Casa en El Torón
El Torón Reserve is located on the coast of Oaxaca, at the southernmost point of the Mexican Pacific coastline and a few kilometers from Mazunte, between Mermejita and Ventanilla beaches. It is a protected 30-hectare area characterized by mixed vegetation and rugged topography, with steep cliffs and hilltops creating hard-to-reach spots and a unique natural beauty.
The House in El Torón is the first to be designed within this reserve, and its conception emerged from two premises that enabled us to question and rethink the idea of a house on the coast.
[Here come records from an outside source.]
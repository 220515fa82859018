use crate::api::{ApiError, CatalogQuery, Page, ProgressApi, QueryError, RegisterChallenge};
use crate::application::runtime::{QueueError, TimelineLoop};
use crate::application::{
    CatalogCache, Notice, NoticeKind, NotificationCenter, RemoteRequest, TimelineCommand,
    TimelineEvent, TimelineEventLoop, TimelineSnapshot,
};
use crate::config::ApiConfig;
use crate::domain::{Challenge, ChallengeId, ChallengeType, ImprovementTag};
use futures::channel::mpsc::UnboundedReceiver;
use futures::future::join_all;
use std::cell::RefCell;
use uuid::Uuid;

const BATCH_SIZE: usize = 16;

/// Drives the timeline against a backend
///
/// Single-threaded. State lives behind `RefCell`s that are never borrowed
/// across an `.await`, so overlapping dispatches interleave safely.
#[derive(Debug)]
pub struct TimelineService<A> {
    api: A,
    config: ApiConfig,
    timeline: RefCell<TimelineLoop>,
    notices: RefCell<NotificationCenter>,
    catalog: RefCell<CatalogCache>,
}

impl<A: ProgressApi> TimelineService<A> {
    pub fn new(api: A, config: ApiConfig) -> Self {
        let event_loop = TimelineEventLoop::new(&config);
        Self::with_event_loop(api, config, event_loop)
    }

    pub fn with_event_loop(api: A, config: ApiConfig, event_loop: TimelineEventLoop) -> Self {
        let catalog = CatalogCache::new(config.catalog_capacity, config.catalog_ttl);
        Self {
            api,
            timeline: RefCell::new(TimelineLoop::new(event_loop, BATCH_SIZE, config.queue_capacity)),
            notices: RefCell::new(NotificationCenter::new()),
            catalog: RefCell::new(catalog),
            config,
        }
    }

    pub fn api(&self) -> &A {
        &self.api
    }

    pub fn config(&self) -> &ApiConfig {
        &self.config
    }

    pub fn subscribe(&self) -> UnboundedReceiver<Notice> {
        self.notices.borrow_mut().subscribe()
    }

    pub fn snapshot(&self) -> TimelineSnapshot {
        self.timeline.borrow().event_loop().snapshot()
    }

    /// Queue a command without handling it
    ///
    /// Fails when the queue is full. A refresh queued right behind another
    /// refresh is merged into it.
    pub fn enqueue(&self, command: TimelineCommand) -> Result<(), QueueError> {
        self.timeline.borrow_mut().submit(command)
    }

    pub fn pending(&self) -> usize {
        self.timeline.borrow().pending()
    }

    /// Handle everything queued so far; remote work is only described
    pub fn process(&self) -> Vec<TimelineEvent> {
        let events = {
            let mut timeline = self.timeline.borrow_mut();
            while timeline.poll() > 0 {}
            timeline.drain_events()
        };

        let mut notices = self.notices.borrow_mut();
        for event in &events {
            notices.publish_event(event);
        }
        events
    }

    /// Queue one command and handle the queue synchronously
    pub fn submit(&self, command: TimelineCommand) -> Result<Vec<TimelineEvent>, QueueError> {
        self.enqueue(command)?;
        Ok(self.process())
    }

    /// Perform one remote request and turn its result into a command
    pub async fn execute(&self, request: RemoteRequest) -> TimelineCommand {
        match request {
            RemoteRequest::Fetch(fetch) => {
                tracing::debug!(seq = fetch.seq, "fetching progresses");
                let result = self.api.fetch_progresses(&fetch.query).await;
                TimelineCommand::FetchCompleted {
                    seq: fetch.seq,
                    result,
                }
            }
            RemoteRequest::Update(request) => {
                tracing::debug!(step = %request.key, status = %request.status, "updating step");
                let result = self.api.update_step_status(&request.body()).await;
                TimelineCommand::UpdateCompleted { request, result }
            }
        }
    }

    pub async fn dispatch(
        &self,
        command: TimelineCommand,
    ) -> Result<Vec<TimelineEvent>, QueueError> {
        self.dispatch_observed(command, |_| {}).await
    }

    /// Queue a command, then run the queue until settled
    ///
    /// `observe` sees a fresh snapshot after each synchronous step, so the UI
    /// can show loading and updating states while requests are in flight.
    pub async fn dispatch_observed<F>(
        &self,
        command: TimelineCommand,
        observe: F,
    ) -> Result<Vec<TimelineEvent>, QueueError>
    where
        F: Fn(&TimelineSnapshot),
    {
        self.enqueue(command)?;
        Ok(self.run_observed(observe).await)
    }

    /// Handle queued commands and every follow-up they trigger until settled
    ///
    /// Remote results re-enter through the queue; completions are never
    /// rejected for capacity.
    pub async fn run_observed<F>(&self, observe: F) -> Vec<TimelineEvent>
    where
        F: Fn(&TimelineSnapshot),
    {
        let mut all_events = Vec::new();

        loop {
            let events = self.process();
            if events.is_empty() {
                break;
            }
            observe(&self.snapshot());

            let requests: Vec<RemoteRequest> =
                events.iter().filter_map(TimelineEvent::remote_request).collect();
            all_events.extend(events);
            if requests.is_empty() {
                break;
            }

            let completions = join_all(requests.into_iter().map(|r| self.execute(r))).await;
            for completion in completions {
                if let Err(e) = self.enqueue(completion) {
                    tracing::error!(error = %e, "completion dropped");
                }
            }
        }

        all_events
    }

    pub fn catalog_query(
        &self,
        challenge_type: Option<ChallengeType>,
        improvement_tag: Option<ImprovementTag>,
        page_index: u32,
    ) -> Result<CatalogQuery, QueryError> {
        CatalogQuery::new(
            challenge_type,
            improvement_tag,
            page_index,
            self.config.page_size,
            self.config.target_lang.clone(),
        )
    }

    /// Catalog page, from cache when fresh
    pub async fn browse_catalog(&self, query: CatalogQuery) -> Result<Page<Challenge>, ApiError> {
        if let Some(page) = self.catalog.borrow_mut().get(&query) {
            tracing::debug!(?query, "catalog cache hit");
            return Ok(page);
        }

        let page = self.api.fetch_challenges(&query).await?;
        self.catalog.borrow_mut().insert(query, page.clone());
        Ok(page)
    }

    /// Join a challenge, then refresh the timeline
    pub async fn register(&self, challenge_id: ChallengeId) -> Result<(), ApiError> {
        let request = RegisterChallenge {
            challenge_id: challenge_id.clone(),
        };
        let idempotency_key = Uuid::new_v4();

        match self.api.register_challenge(&request, idempotency_key).await {
            Ok(()) => {
                tracing::info!(%challenge_id, "registered for challenge");
                self.catalog.borrow_mut().invalidate_all();
                self.notices
                    .borrow_mut()
                    .publish(NoticeKind::ChallengeRegistered { challenge_id });
                if let Err(e) = self.dispatch(TimelineCommand::Load).await {
                    tracing::warn!(error = %e, "could not refresh after registration");
                }
                Ok(())
            }
            Err(e) => {
                tracing::warn!(%challenge_id, error = %e, "registration failed");
                self.notices.borrow_mut().publish(NoticeKind::RegistrationFailed {
                    challenge_id,
                    reason: e.to_string(),
                });
                Err(e)
            }
        }
    }
}

#[cfg(test)]
mod tests {
    use super::*;
    use crate::api::InMemoryProgressApi;
    use crate::application::LoadState;
    use crate::domain::{Activity, ChallengeProgress, ProcessStatus, Step, StepStatus};
    use chrono::NaiveDate;
    use std::cell::Cell;

    fn progress(id: &str) -> ChallengeProgress {
        ChallengeProgress {
            id: id.to_string(),
            challenge_title: id.to_string(),
            challenge_description: String::new(),
            challenge_media_url: None,
            start_date: NaiveDate::from_ymd_opt(2024, 6, 1).unwrap(),
            process_status: ProcessStatus::Progressing,
            challenge_type: Some(ChallengeType::OneDayChallenge),
            steps: vec![Step {
                step_id: "s-1".to_string(),
                day_number: 1,
                order_index: 0,
                process_status: StepStatus::NotStarted,
                activity: Activity {
                    name: "Breathe".to_string(),
                    description: String::new(),
                    duration: Some(3),
                    instructions: serde_json::Value::Null,
                },
            }],
        }
    }

    #[tokio::test]
    async fn test_dispatch_load_settles() {
        let service = TimelineService::new(
            InMemoryProgressApi::new(vec![progress("p-1")]),
            ApiConfig::default(),
        );
        let states = RefCell::new(Vec::new());

        service
            .dispatch_observed(TimelineCommand::Load, |snapshot| {
                states.borrow_mut().push(snapshot.load_state.clone())
            })
            .await
            .unwrap();

        assert_eq!(
            states.into_inner(),
            vec![LoadState::Loading, LoadState::Loaded]
        );
        assert_eq!(service.api().progress_fetches(), 1);
    }

    #[tokio::test]
    async fn test_queued_refreshes_fetch_once() {
        let service = TimelineService::new(
            InMemoryProgressApi::new(vec![progress("p-1")]),
            ApiConfig::default(),
        );

        service.enqueue(TimelineCommand::Load).unwrap();
        service.enqueue(TimelineCommand::Load).unwrap();
        service.enqueue(TimelineCommand::Retry).unwrap();
        assert_eq!(service.pending(), 1);

        let events = service.run_observed(|_| {}).await;
        let fetches: Vec<u64> = events
            .iter()
            .filter_map(|event| match event {
                TimelineEvent::FetchRequested(request) => Some(request.seq),
                _ => None,
            })
            .collect();
        assert_eq!(fetches, vec![1]);
        assert_eq!(service.api().progress_fetches(), 1);
        assert_eq!(service.snapshot().load_state, LoadState::Loaded);
        assert_eq!(service.pending(), 0);
    }

    #[tokio::test]
    async fn test_enqueue_past_capacity_rejected() {
        let service = TimelineService::new(
            InMemoryProgressApi::new(vec![progress("p-1")]),
            ApiConfig::default().with_queue_capacity(3),
        );

        for _ in 0..3 {
            service.enqueue(TimelineCommand::ToggleProjection).unwrap();
        }
        assert!(matches!(
            service.enqueue(TimelineCommand::ToggleProjection),
            Err(QueueError::Full { max: 3, .. })
        ));
        assert!(service.dispatch(TimelineCommand::Load).await.is_err());

        // Draining makes room again
        assert_eq!(service.process().len(), 3);
        service.dispatch(TimelineCommand::Load).await.unwrap();
        assert_eq!(service.snapshot().load_state, LoadState::Loaded);
    }

    #[tokio::test]
    async fn test_advance_publishes_notice() {
        let service = TimelineService::new(
            InMemoryProgressApi::new(vec![progress("p-1")]),
            ApiConfig::default(),
        );
        let mut notices = service.subscribe();
        service.dispatch(TimelineCommand::Load).await.unwrap();

        service
            .dispatch(TimelineCommand::AdvanceStep {
                progress_id: "p-1".to_string(),
                step_id: "s-1".to_string(),
                day_number: 1,
                start_date: NaiveDate::from_ymd_opt(2024, 6, 1).unwrap(),
            })
            .await
            .unwrap();

        let notice = notices.try_next().unwrap().unwrap();
        assert!(matches!(
            notice.kind,
            NoticeKind::StepStatusChanged {
                status: StepStatus::Progressing,
                ..
            }
        ));
        assert_eq!(
            service.snapshot().progresses[0].steps[0].process_status,
            StepStatus::Progressing
        );
    }

    #[tokio::test]
    async fn test_catalog_served_from_cache() {
        let service = TimelineService::new(InMemoryProgressApi::default(), ApiConfig::default());
        let query = service.catalog_query(None, None, 1).unwrap();

        service.browse_catalog(query.clone()).await.unwrap();
        service.browse_catalog(query).await.unwrap();
        assert_eq!(service.api().catalog_fetches(), 1);
    }

    #[tokio::test]
    async fn test_registration_refreshes_and_invalidates() {
        let api = InMemoryProgressApi::default().with_challenges(vec![Challenge {
            id: "c-1".to_string(),
            name: "Walk".to_string(),
            description: String::new(),
            media_url: None,
            challenge_type: ChallengeType::SevenDayChallenge,
            improvement_tag: Some(ImprovementTag::PhysicalBalance),
            total_steps: Some(7),
        }]);
        let service = TimelineService::new(api, ApiConfig::default());
        let query = service.catalog_query(None, None, 1).unwrap();
        service.browse_catalog(query.clone()).await.unwrap();

        let mut notices = service.subscribe();
        service.register("c-1".to_string()).await.unwrap();

        assert_eq!(service.api().registrations().len(), 1);
        assert_eq!(service.api().progress_fetches(), 1);
        assert!(matches!(
            notices.try_next().unwrap().unwrap().kind,
            NoticeKind::ChallengeRegistered { .. }
        ));

        service.browse_catalog(query).await.unwrap();
        assert_eq!(service.api().catalog_fetches(), 2);
    }

    #[tokio::test]
    async fn test_failed_registration_notifies() {
        let service = TimelineService::new(InMemoryProgressApi::default(), ApiConfig::default());
        let mut notices = service.subscribe();

        let err = service.register("missing".to_string()).await.unwrap_err();
        assert_eq!(err.status(), Some(404));
        assert!(matches!(
            notices.try_next().unwrap().unwrap().kind,
            NoticeKind::RegistrationFailed { .. }
        ));
        assert_eq!(service.api().progress_fetches(), 0);
    }

    #[tokio::test]
    async fn test_observer_called_per_step() {
        let service = TimelineService::new(
            InMemoryProgressApi::new(vec![progress("p-1")]),
            ApiConfig::default(),
        );
        let calls = Cell::new(0);
        service
            .dispatch_observed(TimelineCommand::ToggleProjection, |_| {
                calls.set(calls.get() + 1)
            })
            .await
            .unwrap();
        assert_eq!(calls.get(), 1);
    }
}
The first was to show maximum respect for the site, and the second was to seek to understand and learn from the vernacular and contemporary architecture of the region, which represents so many years of accumulated wisdom and experience, and tends to offer unmatched functionality.
Context
Since the 1970s, architects like Marco Aldaco, Mario Lazo, Diego Villaseñor and José Yturbe presented a ‘new architecture of the sea’ without doors or windows that encouraged a close relationship with nature and at the same time transferred the gestures employed in traditional coastal architecture to largescale projects: the use of palm roofs, local materials, cross ventilation, light- colored floors, are some of the design strategies that today we take for granted, as well as the knowledge we need to apply to any beach-based design. This makes rethinking coastal habitation difficult: but questioning the principles and its future is a task that falls to our generations, which must seek balance in development and evolution, while considering the interaction between the global and the local.
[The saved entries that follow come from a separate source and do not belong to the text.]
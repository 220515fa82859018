use crate::components::StepItem;
use crate::hooks::use_timeline;
use wellpath_core::{StepKey, TimelineCommand};
use yew::prelude::*;

/// "By date" projection: every challenge's steps under their calendar day
#[function_component(DateTimeline)]
pub fn date_timeline() -> Html {
    let timeline = use_timeline();
    let snapshot = &timeline.snapshot;
    let groups = snapshot.by_date();

    if groups.is_empty() {
        return html! {
            <p class="wellpath-timeline__empty">{"No activities on this date"}</p>
        };
    }

    html! {
        <div class="wellpath-timeline wellpath-timeline--by-date">
            {for groups.iter().map(|group| {
                let expanded = snapshot.expansion.is_day_expanded(&group.key);
                let on_day = {
                    let send_command = timeline.send_command.clone();
                    let key = group.key.clone();
                    Callback::from(move |_: MouseEvent| {
                        send_command(TimelineCommand::ToggleDay(key.clone()))
                    })
                };

                html! {
                    <div class={classes!(
                        "wellpath-day",
                        group.is_today(snapshot.today).then_some("wellpath-day--today")
                    )}>
                        <button class="wellpath-day__header" onclick={on_day}>
                            <span class="wellpath-day__date">
                                {group.date.format("%a, %b %-d").to_string()}
                            </span>
                            <span class="wellpath-day__count">{group.entries.len()}</span>
                        </button>
                        {if expanded {
                            html! {
                                <ul class="wellpath-day__steps">
                                    {for group.entries.iter().map(|entry| {
                                        let key = StepKey::new(entry.progress.id.clone(), entry.step.step_id.clone());
                                        html! {
                                            <StepItem
                                                key={key.to_string()}
                                                progress_id={entry.progress.id.clone()}
                                                start_date={entry.progress.start_date}
                                                step={entry.step.clone()}
                                                challenge_title={Some(AttrValue::from(entry.progress.challenge_title.clone()))}
                                                updating={snapshot.is_updating(&key)}
                                                expanded={snapshot.expansion.is_task_expanded(&key)}
                                            />
                                        }
                                    })}
                                </ul>
                            }
                        } else {
                            html! {}
                        }}
                    </div>
                }
            })}
        </div>
    }
}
In a few months in 2020 we witnessed uncontrolled growth in the number of developments implemented along the coasts of Mexico. The exploitation of communal or ejido lands and their conversion into private property—for holiday home or weekend house developments—is not something that can be carried out in a healthy and ordered manner in the next few years. That is why it is the responsibility of architects and designers—not to mention the developers—to proceed in a coherent manner. The future of the coast depends on us, and we must ensure that the landscape and its flora and fauna are treated with care and responsibility. It is necessary to implement ideas of architecture and urban design with regenerative aims in mind. This means making sites better places and seeking to preserve their values: not only maintaining their current state but restoring them to what they once were, leaving them in a better condition than we find them today.
Regrettably, we are witnessing a failure of coastal urban design, based on a harmful model of division into micro-lots that seeks the greatest profit but only serves to transform the landscape, damaging the ecology. Instead of seeking to understand these zones, the same model is followed as in urban areas. Meanwhile, the architectural projects are unsuitable, hasty and disconnected from the time and place where they are built.
In light of this, how can we improve the way things are done? What can architecture do to help change this dynamic? What values must future beach house projects embody?
It’s clear that public policies to ensure appropriate land-use planning for these zones must be strengthened. However, where such planning does not yet exist, we believe it is necessary to act in a manner coherent with the context, while thinking about the common good. If we intervene in these spaces it should be with slow, tranquil architecture that takes care of and protects our environment. An architecture that, for once, places the surroundings before the user.
The Project
For the House in El Torón we imagined a lightweight architecture that questions the scale, the physical relationship between the building and its surroundings, and the use of a number of elements such as palm roofs. An architecture where we imagined living only on terraces or on a coastal palisade. An architecture that “touched” the site as little as possible and, where it did, that was as careful and respectful as it could be.
The construction employed only local materials; certified tropical wood for the structure, door and window frames, local stone—mostly from the excavation itself—for the foundations and containment walls, and stucco and clay from the local area that require little maintenance. The structural system combined timber and concrete to create frames with 4.8-meter modules bearing lightweight slabs in each of the volumes. These are covered with the chippings from the stonework, endowing them with a thermal quality that, together with the frame design, minimizes the energy required to cool the rooms.
No large machinery was used in the construction process, with all the materials being brought in using an ATV and a trailer, following narrow pre-existing tracks. The perimeter landscape was cordoned off during the works and 80% of the vegetation that was located under the footprint of the buildings was replanted in the immediate surroundings.
The project program is divided into three principal modules, designed separately and independent from each other. The first contains the common areas on the upper floor, and the master bedroom and a studio on the lower floor. The second houses the guest bedrooms, while the third module is a small two-floor volume with two bedrooms on the lower floor and common areas on the upper floor.
After being laid out on the site, these modules were connected by plazas, walkways and open paths to enable fluid circulation around the compound. The plan of the whole complex was the result of this process, and was the final project drawing completed.
Dividing the program this way enabled us to position the different volumes on the site more freely, while working with independent volumes meant we could control the scale of the house, leaving the existing vegetation intact and providing each space with the necessary privacy and unique viewpoints.
The result is a series of intermittent spaces: interiors, exteriors and roofed outdoor spaces that merge with the landscape and enable the architecture to disappear in an ambiguous relationship of natural and artificial within a continuous panorama of unaltered spaces.